A lot of people think of core training as abdominal training, but it’s much more than that, you have to hit the deep stabilizer muscles of the body that support the spine. Having incredibly strong abs that over power hip extension can wreck havoc on your squat strength. Having equally as strong quadratus lumborum , spinal erectors, gluteus medius and transverse abdominal muscles will make your squat incredibly better.
You don’t have to spend the day on a stability ball or a balance beam. Here are two incredible exercises that you can use with kettlebells or dumbbells to really strengthen your core/torso that hit all planes of movement.
1. Kettlebell Windmill= You can start with light or no weight until this becomes habit. First, extend a kettelbell or dumbbell overhead in a locked out position. Your arm stays extended throughout the move. There are a few ways to do this but I like the lateral variation to start. If the bell is in your right arm, point your toes to the left a bit. Keeping your right hip under the bell, slide your left hand down your left leg to the floor while flexing laterally to the left at your hip. Maintain eye contact on the bell above as you keep it straight to the ceiling. Knees can be slightly bent, until you get more flexibility in hamstrings, adductors and glutes.
Slowly return to the starting position. Repeat 3-5 times on each arm.

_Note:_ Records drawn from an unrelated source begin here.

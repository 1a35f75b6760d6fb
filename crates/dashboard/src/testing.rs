//! Small, seeded context for unit tests.

use std::time::Duration;

use smartstock_ai::MaintenanceConfig;
use smartstock_simulator::SimulatorConfig;

use crate::config::DashboardConfig;
use crate::context::AppContext;

pub(crate) fn config() -> DashboardConfig {
    DashboardConfig {
        refresh_interval: Duration::from_secs(1),
        simulator: SimulatorConfig {
            equipment_count: 20,
            history_days: 8,
            sample_interval_hours: 12,
            seed: Some(3),
        },
        maintenance: MaintenanceConfig {
            n_trees: 8,
            ..MaintenanceConfig::default()
        },
        ..DashboardConfig::default()
    }
}

pub(crate) fn context() -> AppContext {
    AppContext::bootstrap(config()).unwrap()
}
use crate::result::AiError;

/// Per-feature standardization (zero mean, unit variance).
///
/// Uses the population standard deviation; constant features keep a scale of
/// 1 so they map to 0 instead of dividing by zero.
#[derive(Debug, Clone, PartialEq)]
pub struct FeatureScaler {
    means: Vec<f64>,
    scales: Vec<f64>,
}

impl FeatureScaler {
    pub fn fit(rows: &[Vec<f64>]) -> Result<Self, AiError> {
        let first = rows
            .first()
            .ok_or_else(|| AiError::invalid_input("cannot fit scaler on an empty dataset"))?;
        let width = first.len();
        if rows.iter().any(|r| r.len() != width) {
            return Err(AiError::invalid_input("rows have inconsistent feature counts"));
        }

        let n = rows.len() as f64;
        let mut means = vec![0.0; width];
        for row in rows {
            for (m, v) in means.iter_mut().zip(row) {
                *m += v;
            }
        }
        for m in &mut means {
            *m /= n;
        }

        let mut scales = vec![0.0; width];
        for row in rows {
            for ((s, v), m) in scales.iter_mut().zip(row).zip(&means) {
                *s += (v - m).powi(2);
            }
        }
        for s in &mut scales {
            *s = (*s / n).sqrt();
            if *s <= f64::EPSILON {
                *s = 1.0;
            }
        }

        Ok(Self { means, scales })
    }

    pub fn width(&self) -> usize {
        self.means.len()
    }

    pub fn transform(&self, row: &[f64]) -> Result<Vec<f64>, AiError> {
        if row.len() != self.width() {
            return Err(AiError::invalid_input(format!(
                "expected {} features, got {}",
                self.width(),
                row.len()
            )));
        }
        Ok(row
            .iter()
            .zip(self.means.iter().zip(&self.scales))
            .map(|(v, (m, s))| (v - m) / s)
            .collect())
    }

    pub fn transform_all(&self, rows: &[Vec<f64>]) -> Result<Vec<Vec<f64>>, AiError> {
        rows.iter().map(|r| self.transform(r)).collect()
    }

    pub fn inverse_transform(&self, row: &[f64]) -> Vec<f64> {
        row.iter()
            .zip(self.means.iter().zip(&self.scales))
            .map(|(v, (m, s))| v * s + m)
            .collect()
    }
}

#[cfg(test)]
mod tests {
    use super::*;

    #[test]
    fn standardizes_each_column() {
        let rows = vec![vec![1.0, 10.0], vec![3.0, 10.0]];
        let s = FeatureScaler::fit(&rows).unwrap();
        assert_eq!(s.transform(&[1.0, 10.0]).unwrap(), vec![-1.0, 0.0]);
        assert_eq!(s.transform(&[3.0, 10.0]).unwrap(), vec![1.0, 0.0]);
    }

    #[test]
    fn inverse_undoes_transform() {
        let rows = vec![vec![2.0, -4.0], vec![6.0, 8.0], vec![7.0, 1.0]];
        let s = FeatureScaler::fit(&rows).unwrap();
        let back = s.inverse_transform(&s.transform(&rows[2]).unwrap());
        for (a, b) in back.iter().zip(&rows[2]) {
            assert!((a - b).abs() < 1e-9);
        }
    }

    #[test]
    fn rejects_empty_and_ragged_input() {
        assert!(FeatureScaler::fit(&[]).is_err());
        assert!(FeatureScaler::fit(&[vec![1.0], vec![1.0, 2.0]]).is_err());
        let s = FeatureScaler::fit(&[vec![1.0, 2.0]]).unwrap();
        assert!(s.transform(&[1.0]).is_err());
    }
}
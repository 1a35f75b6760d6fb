//! `smartstock-simulator`
//!
//! **Responsibility:** synthetic IoT data for the rest of the system.
//!
//! Everything here is a bounded random draw: equipment populations, usage
//! readings keyed off equipment state, storage-room climate, and stock
//! movements. Randomness is always injected, so tests seed it.

pub mod config;
pub mod history;
pub mod metrics;
pub mod population;
pub mod simulator;

pub use config::SimulatorConfig;
pub use history::{generate_historical_metrics, generate_historical_movements};
pub use metrics::{generate_ambient_reading, generate_usage_metrics};
pub use population::generate_equipment;
pub use simulator::{IotSimulator, SimulatorError};
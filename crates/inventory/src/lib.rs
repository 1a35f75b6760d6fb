//! Inventory formulas: reorder point, economic order quantity and stock
//! status.
//!
//! Pure, deterministic functions (no IO, no model state).

pub mod error;
pub mod optimizer;

pub use error::InventoryError;
pub use optimizer::{
    StockAnalysis, StockPolicy, StockRecommendation, StockStatus, analyze_stock,
    economic_order_quantity, reorder_point,
};
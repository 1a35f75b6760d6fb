use serde::{Deserialize, Serialize};
use tracing::info;

use smartstock_core::{MetricReading, UsageFeatures};

use crate::dataset;
use crate::isolation_forest::{IsolationForest, IsolationForestParams};
use crate::model::TrainableModel;
use crate::result::{AiError, Severity};
use crate::scaler::FeatureScaler;

#[derive(Debug, Clone, PartialEq, Serialize, Deserialize)]
pub struct AnomalyReport {
    pub rows_used: usize,
    pub rows_dropped: usize,
    /// Training rows scored below the decision offset.
    pub anomalies: usize,
    pub anomaly_fraction: f64,
}

#[derive(Debug, Clone, PartialEq, Serialize, Deserialize)]
pub struct AnomalyPrediction {
    pub is_anomaly: bool,
    /// Negated isolation score in \[-1, 0\]; lower is more anomalous.
    pub score: f64,
    pub severity: Severity,
}

/// Severity for a raw score: < -0.5 High, < -0.2 Medium, else Low.
pub fn severity_for_score(score: f64) -> Severity {
    if score < -0.5 {
        Severity::High
    } else if score < -0.2 {
        Severity::Medium
    } else {
        Severity::Low
    }
}

#[derive(Debug, Clone)]
struct Fitted {
    scaler: FeatureScaler,
    forest: IsolationForest,
}

/// Unsupervised outlier detector over the five usage features.
///
/// Model:
/// - Standardize features.
/// - Fit an [`IsolationForest`] (100 trees, subsample 256, contamination 0.1).
/// - A reading is anomalous when its score falls below the forest's offset.
#[derive(Debug, Clone, Default)]
pub struct AnomalyDetector {
    params: IsolationForestParams,
    fitted: Option<Fitted>,
}

impl AnomalyDetector {
    pub fn new(params: IsolationForestParams) -> Self {
        Self { params, fitted: None }
    }
}

impl TrainableModel for AnomalyDetector {
    type Dataset = [MetricReading];
    type Input = UsageFeatures;
    type Output = AnomalyPrediction;
    type Report = AnomalyReport;

    fn name(&self) -> &'static str {
        "anomaly_detector"
    }

    fn is_trained(&self) -> bool {
        self.fitted.is_some()
    }

    fn train(&mut self, data: &[MetricReading]) -> Result<AnomalyReport, AiError> {
        let rows = dataset::complete_rows(data);
        if rows.features.is_empty() {
            return Err(AiError::invalid_input("no complete rows to train on"));
        }

        let scaler = FeatureScaler::fit(&rows.features)?;
        let scaled = scaler.transform_all(&rows.features)?;
        let forest = IsolationForest::fit(&scaled, &self.params)?;

        let mut anomalies = 0;
        for row in &scaled {
            if forest.is_outlier(row)? {
                anomalies += 1;
            }
        }

        let report = AnomalyReport {
            rows_used: scaled.len(),
            rows_dropped: rows.dropped,
            anomalies,
            anomaly_fraction: anomalies as f64 / scaled.len() as f64,
        };

        info!(
            model = self.name(),
            rows = report.rows_used,
            anomalies,
            "model trained"
        );

        self.fitted = Some(Fitted { scaler, forest });
        Ok(report)
    }

    fn predict(&self, input: &UsageFeatures) -> Result<AnomalyPrediction, AiError> {
        let fitted = self.fitted.as_ref().ok_or(AiError::NotReady(self.name()))?;
        let scaled = fitted.scaler.transform(&input.to_vec())?;
        let score = fitted.forest.score_samples(&scaled)?;
        Ok(AnomalyPrediction {
            is_anomaly: score < fitted.forest.offset(),
            score,
            severity: severity_for_score(score),
        })
    }
}
//! Component trait, implemented by every screen.

use color_eyre::eyre::Result;
use crossterm::event::{KeyEvent, MouseEvent};
use ratatui::{Frame, layout::Rect};

use crate::action::Action;

/// Lifecycle: (`handle_key_event` | `handle_mouse_event` | `update` | `render`)*
pub trait Component: Send {
    /// Handle a keyboard event. Return an Action to dispatch, or None.
    fn handle_key_event(&mut self, _key: KeyEvent) -> Result<Option<Action>> {
        Ok(None)
    }

    /// Handle a mouse event. Return an Action to dispatch, or None.
    fn handle_mouse_event(&mut self, _mouse: MouseEvent) -> Result<Option<Action>> {
        Ok(None)
    }

    /// Process a dispatched action. May return a follow-up action.
    fn update(&mut self, _action: &Action) -> Result<Option<Action>> {
        Ok(None)
    }

    fn render(&self, frame: &mut Frame, area: Rect);

    /// While true, every key goes to the component first, global
    /// shortcuts included (text entry).
    fn captures_input(&self) -> bool {
        false
    }

    fn set_focused(&mut self, _focused: bool) {}

    fn id(&self) -> &'static str;
}
//! Shared configuration for the bayview dashboard.
//!
//! TOML profiles merged with `BAYVIEW_` environment variables, and
//! translation to `bayview_core::ControllerConfig`. The TUI layers its
//! command-line flags on top.

use std::collections::BTreeMap;
use std::path::{Path, PathBuf};
use std::time::Duration;

use directories::ProjectDirs;
use figment::{
    Figment,
    providers::{Env, Format, Serialized, Toml},
};
use serde::{Deserialize, Serialize};
use thiserror::Error;

use bayview_core::{ControllerConfig, DEFAULT_SERVER_URL, TlsVerification};

/// Prefix for environment overrides (`BAYVIEW_DEFAULTS__TIMEOUT=5`).
pub const ENV_PREFIX: &str = "BAYVIEW_";

// ── Error ───────────────────────────────────────────────────────────

#[derive(Debug, Error)]
pub enum ConfigError {
    #[error("invalid {field}: {reason}")]
    Validation { field: String, reason: String },

    #[error("no profile named '{profile}'")]
    UnknownProfile { profile: String },

    #[error("config loading failed: {0}")]
    Figment(Box<figment::Error>),
}

impl From<figment::Error> for ConfigError {
    fn from(err: figment::Error) -> Self {
        Self::Figment(Box::new(err))
    }
}

// ── TOML config structs ─────────────────────────────────────────────

/// Top-level TOML configuration.
#[derive(Debug, Clone, PartialEq, Eq, Deserialize, Serialize)]
pub struct Config {
    /// Profile used when none is named on the command line.
    pub default_profile: Option<String>,

    /// Global defaults.
    #[serde(default)]
    pub defaults: Defaults,

    /// Named status-server profiles.
    #[serde(default)]
    pub profiles: BTreeMap<String, Profile>,
}

impl Default for Config {
    fn default() -> Self {
        Self {
            default_profile: Some("default".into()),
            defaults: Defaults::default(),
            profiles: BTreeMap::new(),
        }
    }
}

/// Screen the dashboard opens on.
#[derive(Debug, Clone, Copy, Default, PartialEq, Eq, Deserialize, Serialize)]
#[serde(rename_all = "lowercase")]
pub enum StartView {
    #[default]
    Grid,
    Sections,
}

#[derive(Debug, Clone, PartialEq, Eq, Deserialize, Serialize)]
pub struct Defaults {
    /// REST timeout in seconds.
    #[serde(default = "default_timeout")]
    pub timeout: u64,

    #[serde(default)]
    pub insecure: bool,

    #[serde(default)]
    pub view: StartView,

    /// Log filter used when neither `-v` nor `RUST_LOG` is given.
    #[serde(default = "default_log_level")]
    pub log_level: String,
}

impl Default for Defaults {
    fn default() -> Self {
        Self {
            timeout: default_timeout(),
            insecure: false,
            view: StartView::default(),
            log_level: default_log_level(),
        }
    }
}

fn default_timeout() -> u64 {
    30
}
fn default_log_level() -> String {
    "info".into()
}

/// A named status-server profile.
#[derive(Debug, Clone, PartialEq, Eq, Deserialize, Serialize)]
pub struct Profile {
    /// Status server base URL (e.g., "http://10.0.0.5:12000").
    pub server: String,

    /// Socket.IO mount path, when not `/socket.io/`.
    pub socket_path: Option<String>,

    /// Section to open on.
    pub section: Option<String>,

    /// Path to custom CA certificate.
    pub ca_cert: Option<PathBuf>,

    /// Override insecure TLS setting.
    pub insecure: Option<bool>,

    /// Override timeout.
    pub timeout: Option<u64>,

    /// Subscribe to live pushes (default on).
    pub push: Option<bool>,
}

impl Profile {
    pub fn new(server: impl Into<String>) -> Self {
        Self {
            server: server.into(),
            socket_path: None,
            section: None,
            ca_cert: None,
            insecure: None,
            timeout: None,
            push: None,
        }
    }
}

impl Default for Profile {
    fn default() -> Self {
        Self::new(DEFAULT_SERVER_URL)
    }
}

impl Config {
    /// Pick the profile to use: the named one (which must exist), else the
    /// default profile if configured, else none.
    pub fn resolve_profile<'a>(
        &'a self,
        name: Option<&'a str>,
    ) -> Result<Option<(&'a str, &'a Profile)>, ConfigError> {
        if let Some(name) = name {
            return self
                .profiles
                .get(name)
                .map(|p| Some((name, p)))
                .ok_or_else(|| ConfigError::UnknownProfile {
                    profile: name.into(),
                });
        }

        Ok(self
            .default_profile
            .as_deref()
            .and_then(|name| self.profiles.get(name).map(|p| (name, p))))
    }
}

// ── Config file path ────────────────────────────────────────────────

/// Resolve the config file path via XDG / platform conventions.
pub fn config_path() -> PathBuf {
    ProjectDirs::from("dev", "bayview", "bayview").map_or_else(
        || {
            let mut p = dirs_fallback();
            p.push("config.toml");
            p
        },
        |dirs| dirs.config_dir().join("config.toml"),
    )
}

fn dirs_fallback() -> PathBuf {
    let mut p = PathBuf::from(std::env::var("HOME").unwrap_or_else(|_| ".".into()));
    p.push(".config");
    p.push("bayview");
    p
}

// ── Config loading ──────────────────────────────────────────────────

/// Load the full Config from the canonical file + environment.
pub fn load_config() -> Result<Config, ConfigError> {
    load_config_from(&config_path())
}

/// Load from an explicit file + environment. A missing file is fine.
///
/// Nested keys use a double underscore in the environment, so
/// `BAYVIEW_DEFAULT_PROFILE` and `BAYVIEW_DEFAULTS__TIMEOUT` both work.
pub fn load_config_from(path: &Path) -> Result<Config, ConfigError> {
    let figment = Figment::new()
        .merge(Serialized::defaults(Config::default()))
        .merge(Toml::file(path))
        .merge(Env::prefixed(ENV_PREFIX).split("__"));

    let config: Config = figment.extract()?;
    Ok(config)
}

// ── Controller config ───────────────────────────────────────────────

/// Build a `ControllerConfig` from a profile and the global defaults.
pub fn profile_to_controller_config(
    profile: &Profile,
    defaults: &Defaults,
) -> Result<ControllerConfig, ConfigError> {
    let url: url::Url = profile
        .server
        .parse()
        .map_err(|e: url::ParseError| ConfigError::Validation {
            field: "server".into(),
            reason: format!("invalid URL '{}': {e}", profile.server),
        })?;
    if !matches!(url.scheme(), "http" | "https") {
        return Err(ConfigError::Validation {
            field: "server".into(),
            reason: format!("expected an http(s) URL, got '{}'", profile.server),
        });
    }

    let tls = if profile.insecure.unwrap_or(defaults.insecure) {
        TlsVerification::DangerAcceptInvalid
    } else if let Some(ref ca_path) = profile.ca_cert {
        TlsVerification::CustomCa(ca_path.clone())
    } else {
        TlsVerification::SystemDefaults
    };

    let mut config = ControllerConfig::new(url);
    config.tls = tls;
    config.timeout = Duration::from_secs(profile.timeout.unwrap_or(defaults.timeout));
    config.websocket_enabled = profile.push.unwrap_or(true);
    if let Some(ref socket_path) = profile.socket_path {
        config.socket_path.clone_from(socket_path);
    }
    Ok(config)
}

#[cfg(test)]
#[allow(clippy::unwrap_used)]
mod tests {
    use super::*;
    use pretty_assertions::assert_eq;

    fn write(dir: &tempfile::TempDir, contents: &str) -> PathBuf {
        let path = dir.path().join("config.toml");
        std::fs::write(&path, contents).unwrap();
        path
    }

    #[test]
    fn missing_file_yields_defaults() {
        let dir = tempfile::tempdir().unwrap();
        let cfg = load_config_from(&dir.path().join("absent.toml")).unwrap();
        assert_eq!(cfg.default_profile.as_deref(), Some("default"));
        assert_eq!(cfg.defaults.timeout, 30);
        assert_eq!(cfg.defaults.view, StartView::Grid);
        assert!(cfg.profiles.is_empty());
        assert!(cfg.resolve_profile(None).unwrap().is_none());
    }

    #[test]
    fn profiles_load_from_toml() {
        let dir = tempfile::tempdir().unwrap();
        let path = write(
            &dir,
            r#"
default_profile = "plant"

[defaults]
timeout = 10
view = "sections"

[profiles.plant]
server = "https://status.plant.local"
section = "North"
ca_cert = "/etc/ssl/plant.pem"

[profiles.lab]
server = "http://10.0.0.5:12000"
socket_path = "/live/socket.io"
push = false
"#,
        );

        let cfg = load_config_from(&path).unwrap();
        assert_eq!(cfg.defaults.timeout, 10);
        assert_eq!(cfg.defaults.view, StartView::Sections);
        assert_eq!(cfg.defaults.log_level, "info");

        let (name, plant) = cfg.resolve_profile(None).unwrap().unwrap();
        assert_eq!(name, "plant");
        assert_eq!(plant.section.as_deref(), Some("North"));

        let (_, lab) = cfg.resolve_profile(Some("lab")).unwrap().unwrap();
        assert_eq!(lab.push, Some(false));

        assert!(matches!(
            cfg.resolve_profile(Some("nope")),
            Err(ConfigError::UnknownProfile { .. })
        ));
    }

    #[test]
    fn controller_config_from_profile() {
        let defaults = Defaults {
            timeout: 12,
            ..Defaults::default()
        };

        let mut plant = Profile::new("https://status.plant.local");
        plant.ca_cert = Some("/etc/ssl/plant.pem".into());
        let cc = profile_to_controller_config(&plant, &defaults).unwrap();
        assert_eq!(cc.url.as_str(), "https://status.plant.local/");
        assert_eq!(cc.tls, TlsVerification::CustomCa("/etc/ssl/plant.pem".into()));
        assert_eq!(cc.timeout, Duration::from_secs(12));
        assert!(cc.websocket_enabled);
        assert_eq!(cc.socket_path, "/socket.io/");

        let mut lab = Profile::new("http://10.0.0.5:12000");
        lab.insecure = Some(true);
        lab.timeout = Some(3);
        lab.push = Some(false);
        lab.socket_path = Some("/live/socket.io".into());
        let cc = profile_to_controller_config(&lab, &defaults).unwrap();
        assert_eq!(cc.tls, TlsVerification::DangerAcceptInvalid);
        assert_eq!(cc.timeout, Duration::from_secs(3));
        assert!(!cc.websocket_enabled);
        assert_eq!(cc.socket_path, "/live/socket.io");
    }

    #[test]
    fn bad_server_urls_are_rejected() {
        let defaults = Defaults::default();
        for server in ["not a url", "ftp://files.local"] {
            let err = profile_to_controller_config(&Profile::new(server), &defaults).unwrap_err();
            assert!(matches!(err, ConfigError::Validation { ref field, .. } if field == "server"));
        }
    }
}
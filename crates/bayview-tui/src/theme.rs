//! SilkCircuit Neon palette and semantic styling for the dashboard.

use ratatui::style::{Color, Modifier, Style};

use bayview_core::{ConnectorKind, StatusColor};

// ── Core Palette ──────────────────────────────────────────────────────

pub const ELECTRIC_PURPLE: Color = Color::Rgb(225, 53, 255); // #e135ff
pub const NEON_CYAN: Color = Color::Rgb(128, 255, 234); // #80ffea
pub const CORAL: Color = Color::Rgb(255, 106, 193); // #ff6ac1
pub const ELECTRIC_YELLOW: Color = Color::Rgb(241, 250, 140); // #f1fa8c
pub const SUCCESS_GREEN: Color = Color::Rgb(80, 250, 123); // #50fa7b
pub const ERROR_RED: Color = Color::Rgb(255, 99, 99); // #ff6363
pub const WARNING_ORANGE: Color = Color::Rgb(255, 184, 108); // #ffb86c

// ── Extended Palette ──────────────────────────────────────────────────

pub const DIM_WHITE: Color = Color::Rgb(189, 193, 207); // #bdc1cf
pub const BORDER_GRAY: Color = Color::Rgb(98, 114, 164); // #6272a4
pub const BG_HIGHLIGHT: Color = Color::Rgb(40, 42, 54); // #282a36
pub const BG_DARK: Color = Color::Rgb(30, 31, 41); // #1e1f29

// ── Status mapping ────────────────────────────────────────────────────

/// Foreground for a machine or probe status.
pub fn status_color(color: StatusColor) -> Color {
    match color {
        StatusColor::Green => SUCCESS_GREEN,
        StatusColor::Orange => WARNING_ORANGE,
        StatusColor::Red => ERROR_RED,
    }
}

pub fn connector_color(kind: ConnectorKind) -> Color {
    match kind {
        ConnectorKind::Trunk => ELECTRIC_PURPLE,
        ConnectorKind::Uplink => BORDER_GRAY,
    }
}

// ── Semantic Styles ───────────────────────────────────────────────────

pub fn title_style() -> Style {
    Style::default().fg(NEON_CYAN).add_modifier(Modifier::BOLD)
}

pub fn border_focused() -> Style {
    Style::default().fg(ELECTRIC_PURPLE)
}

pub fn border_default() -> Style {
    Style::default().fg(BORDER_GRAY)
}

pub fn section_header() -> Style {
    Style::default()
        .fg(NEON_CYAN)
        .add_modifier(Modifier::BOLD | Modifier::UNDERLINED)
}

pub fn table_row() -> Style {
    Style::default().fg(DIM_WHITE)
}

/// Row or box under the cursor.
pub fn table_selected() -> Style {
    Style::default()
        .fg(ELECTRIC_PURPLE)
        .bg(BG_HIGHLIGHT)
        .add_modifier(Modifier::BOLD)
}

pub fn tab_active() -> Style {
    Style::default()
        .fg(ELECTRIC_PURPLE)
        .add_modifier(Modifier::BOLD)
}

pub fn tab_inactive() -> Style {
    Style::default().fg(DIM_WHITE)
}

pub fn key_hint() -> Style {
    Style::default().fg(BORDER_GRAY)
}

pub fn key_hint_key() -> Style {
    Style::default().fg(NEON_CYAN).add_modifier(Modifier::BOLD)
}

/// Labels in the detail overlay.
pub fn field_label() -> Style {
    Style::default().fg(BORDER_GRAY)
}

pub fn field_value() -> Style {
    Style::default().fg(NEON_CYAN)
}
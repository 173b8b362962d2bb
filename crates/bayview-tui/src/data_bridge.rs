//! Data bridge: connects [`Controller`] streams to TUI actions.
//!
//! Runs as a background task. Connects, pushes the current snapshot so the
//! screens have something to draw, then forwards every snapshot, snapshot
//! timestamp and connection-state change until cancelled.

use tokio::sync::mpsc;
use tokio_util::sync::CancellationToken;
use tracing::{debug, warn};

use bayview_core::{ConnectionState, Controller};

use crate::action::Action;

pub async fn spawn_data_bridge(
    controller: Controller,
    action_tx: mpsc::UnboundedSender<Action>,
    cancel: CancellationToken,
) {
    let _ = action_tx.send(Action::Connecting);

    if let Err(e) = controller.connect().await {
        warn!(error = %e, "failed to connect to status server");
        let _ = action_tx.send(Action::Disconnected(e.to_string()));
        return;
    }

    let mut machines = controller.machines();
    let mut conn_state = controller.connection_state();
    let mut last_snapshot = controller.store().subscribe_last_snapshot();

    let _ = action_tx.send(Action::MachinesUpdated(machines.current().clone()));
    if let Some(action) = connection_action(&conn_state.borrow_and_update()) {
        let _ = action_tx.send(action);
    }
    if let Some(at) = *last_snapshot.borrow_and_update() {
        let _ = action_tx.send(Action::SnapshotReceived(at));
    }

    loop {
        tokio::select! {
            biased;

            () = cancel.cancelled() => break,

            Some(snapshot) = machines.changed() => {
                debug!(machines = snapshot.len(), "dispatching MachinesUpdated");
                let _ = action_tx.send(Action::MachinesUpdated(snapshot));
            }
            Ok(()) = last_snapshot.changed() => {
                if let Some(at) = *last_snapshot.borrow_and_update() {
                    let _ = action_tx.send(Action::SnapshotReceived(at));
                }
            }
            Ok(()) = conn_state.changed() => {
                let state = conn_state.borrow_and_update().clone();
                if let Some(action) = connection_action(&state) {
                    let _ = action_tx.send(action);
                }
            }
        }
    }

    controller.disconnect().await;
    debug!("data bridge shut down");
}

/// Status-bar action for a connection state.
fn connection_action(state: &ConnectionState) -> Option<Action> {
    match state {
        ConnectionState::Connected => Some(Action::Connected),
        ConnectionState::Connecting => Some(Action::Connecting),
        ConnectionState::Reconnecting { attempt } => Some(Action::Reconnecting(*attempt)),
        ConnectionState::Failed => Some(Action::Disconnected("connection failed".into())),
        ConnectionState::Disconnected => None,
    }
}

#[cfg(test)]
#[allow(clippy::unwrap_used)]
mod tests {
    use super::*;

    use bayview_core::ControllerConfig;

    #[test]
    fn connection_states_map_to_actions() {
        assert!(matches!(
            connection_action(&ConnectionState::Reconnecting { attempt: 3 }),
            Some(Action::Reconnecting(3))
        ));
        assert!(matches!(
            connection_action(&ConnectionState::Failed),
            Some(Action::Disconnected(_))
        ));
        assert!(connection_action(&ConnectionState::Disconnected).is_none());
    }

    #[tokio::test]
    async fn unreachable_server_still_reports_connected_with_empty_grid() {
        // Nothing listens on the discard port; the initial fetch fails and
        // is swallowed, so the bridge carries on with an empty snapshot.
        let mut config = ControllerConfig::new("http://127.0.0.1:9".parse().unwrap());
        config.websocket_enabled = false;
        config.timeout = std::time::Duration::from_millis(500);
        let controller = Controller::new(config);

        let (tx, mut rx) = mpsc::unbounded_channel();
        let cancel = CancellationToken::new();
        let task = tokio::spawn(spawn_data_bridge(controller, tx, cancel.clone()));

        assert!(matches!(rx.recv().await, Some(Action::Connecting)));
        match rx.recv().await {
            Some(Action::MachinesUpdated(snapshot)) => assert!(snapshot.is_empty()),
            other => panic!("expected MachinesUpdated, got {other:?}"),
        }
        assert!(matches!(rx.recv().await, Some(Action::Connected)));

        cancel.cancel();
        task.await.unwrap();
    }
}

This exercise gives your great hip strength in a range of motion you may not be familiar with, allowing the torso/core to get stronger on other planes other than foreward flexion and extension.
2. Renegade Row= Many of you may be familiar with this one. Start with a Kettlebell or dumbbell in each hand. Put them close together on the floor and sprawl out into a plank. Tighten your torso as if to expect a punch in the stomach, (do not suck in as this makes you weaker) and row one weight as you hold yourself up on the other arm. Alternate rows. There are many ways of making this tougher but I’ll leave that up to you. I like doing sets of 20 alternating rows. This is great for the shoulder and rotational core strength.
I usually throw the renegade row as a finishing exercise on my back day. I’ve worked up to using two 106 lb kettlebells with great form; my abs were killing me as well as rhomboids, pecs and shoulders.
The windmill exercise I use on recovery or stretching days with light weight, or on leg day at the beginning with heavy weight. I’ve worked up to a few reps holding a 79 lb Kettlebell overhead and two 61 lb kettles in the bottom hand for a total of 201 lb on the hips/core/ torso area. Very sore, very deep but it’s been making me very strong for the basic muscle building lifts for bodybuilding/ strength gaining.
Remember start out light and work your way up as you can get injured easily if you don’t have good form on these exercises. See? Core training doesn’t have to be a bore.